• **TASK TO COMPLETE**
Scan the entries for the word "once". Every line that has it should be copied.

*****

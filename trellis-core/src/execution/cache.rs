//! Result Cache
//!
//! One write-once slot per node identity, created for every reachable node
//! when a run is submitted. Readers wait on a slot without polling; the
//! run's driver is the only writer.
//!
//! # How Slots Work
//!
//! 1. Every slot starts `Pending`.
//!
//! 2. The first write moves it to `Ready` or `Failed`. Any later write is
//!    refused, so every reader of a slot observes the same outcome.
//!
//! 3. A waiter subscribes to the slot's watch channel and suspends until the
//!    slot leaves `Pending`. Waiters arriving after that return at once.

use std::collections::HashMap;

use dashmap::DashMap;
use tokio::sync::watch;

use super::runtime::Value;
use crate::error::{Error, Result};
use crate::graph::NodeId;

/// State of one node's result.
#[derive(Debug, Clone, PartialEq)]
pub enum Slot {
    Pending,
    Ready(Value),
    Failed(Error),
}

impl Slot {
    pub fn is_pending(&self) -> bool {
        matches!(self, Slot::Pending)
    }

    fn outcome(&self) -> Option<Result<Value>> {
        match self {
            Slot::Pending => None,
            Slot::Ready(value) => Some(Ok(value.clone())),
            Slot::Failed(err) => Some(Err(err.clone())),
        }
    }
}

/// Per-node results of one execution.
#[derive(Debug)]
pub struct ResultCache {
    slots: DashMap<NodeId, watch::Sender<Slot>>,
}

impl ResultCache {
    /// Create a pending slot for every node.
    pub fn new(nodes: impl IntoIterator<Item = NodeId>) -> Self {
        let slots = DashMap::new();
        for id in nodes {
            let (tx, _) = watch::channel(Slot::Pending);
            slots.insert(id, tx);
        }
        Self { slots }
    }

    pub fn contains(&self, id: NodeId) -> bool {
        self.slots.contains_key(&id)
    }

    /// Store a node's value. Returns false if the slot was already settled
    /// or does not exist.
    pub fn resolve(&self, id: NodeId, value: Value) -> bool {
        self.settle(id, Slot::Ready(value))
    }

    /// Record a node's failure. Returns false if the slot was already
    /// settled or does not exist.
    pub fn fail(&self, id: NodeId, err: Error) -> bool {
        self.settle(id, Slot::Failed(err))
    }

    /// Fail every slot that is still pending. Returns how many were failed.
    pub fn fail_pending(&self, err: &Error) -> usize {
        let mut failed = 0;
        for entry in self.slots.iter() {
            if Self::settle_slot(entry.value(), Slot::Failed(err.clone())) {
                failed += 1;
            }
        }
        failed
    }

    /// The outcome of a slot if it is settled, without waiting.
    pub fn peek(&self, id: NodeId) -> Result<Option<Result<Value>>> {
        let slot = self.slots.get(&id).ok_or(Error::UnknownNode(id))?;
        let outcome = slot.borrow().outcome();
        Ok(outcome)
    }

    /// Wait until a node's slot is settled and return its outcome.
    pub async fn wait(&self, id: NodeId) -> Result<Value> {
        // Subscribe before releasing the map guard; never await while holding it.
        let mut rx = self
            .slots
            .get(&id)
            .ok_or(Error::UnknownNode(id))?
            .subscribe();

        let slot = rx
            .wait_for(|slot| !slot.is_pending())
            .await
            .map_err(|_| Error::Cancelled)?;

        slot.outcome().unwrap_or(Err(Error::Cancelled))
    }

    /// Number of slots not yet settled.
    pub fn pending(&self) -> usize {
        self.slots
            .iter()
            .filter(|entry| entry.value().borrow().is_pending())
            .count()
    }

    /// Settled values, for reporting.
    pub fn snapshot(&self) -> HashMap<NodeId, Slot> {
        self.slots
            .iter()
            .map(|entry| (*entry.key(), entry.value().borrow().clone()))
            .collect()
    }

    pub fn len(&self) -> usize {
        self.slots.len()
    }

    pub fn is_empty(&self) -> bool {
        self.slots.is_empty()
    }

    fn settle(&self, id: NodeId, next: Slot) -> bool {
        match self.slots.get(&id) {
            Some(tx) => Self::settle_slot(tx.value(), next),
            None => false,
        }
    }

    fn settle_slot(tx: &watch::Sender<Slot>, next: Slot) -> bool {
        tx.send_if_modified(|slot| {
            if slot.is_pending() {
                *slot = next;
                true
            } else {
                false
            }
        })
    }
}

*****

• **SOLUTION FOR THIS TASK**
//! One write-once slot per node identity, created for every reachable node
//!    slot leaves `Pending`. Waiters arriving after that return at once.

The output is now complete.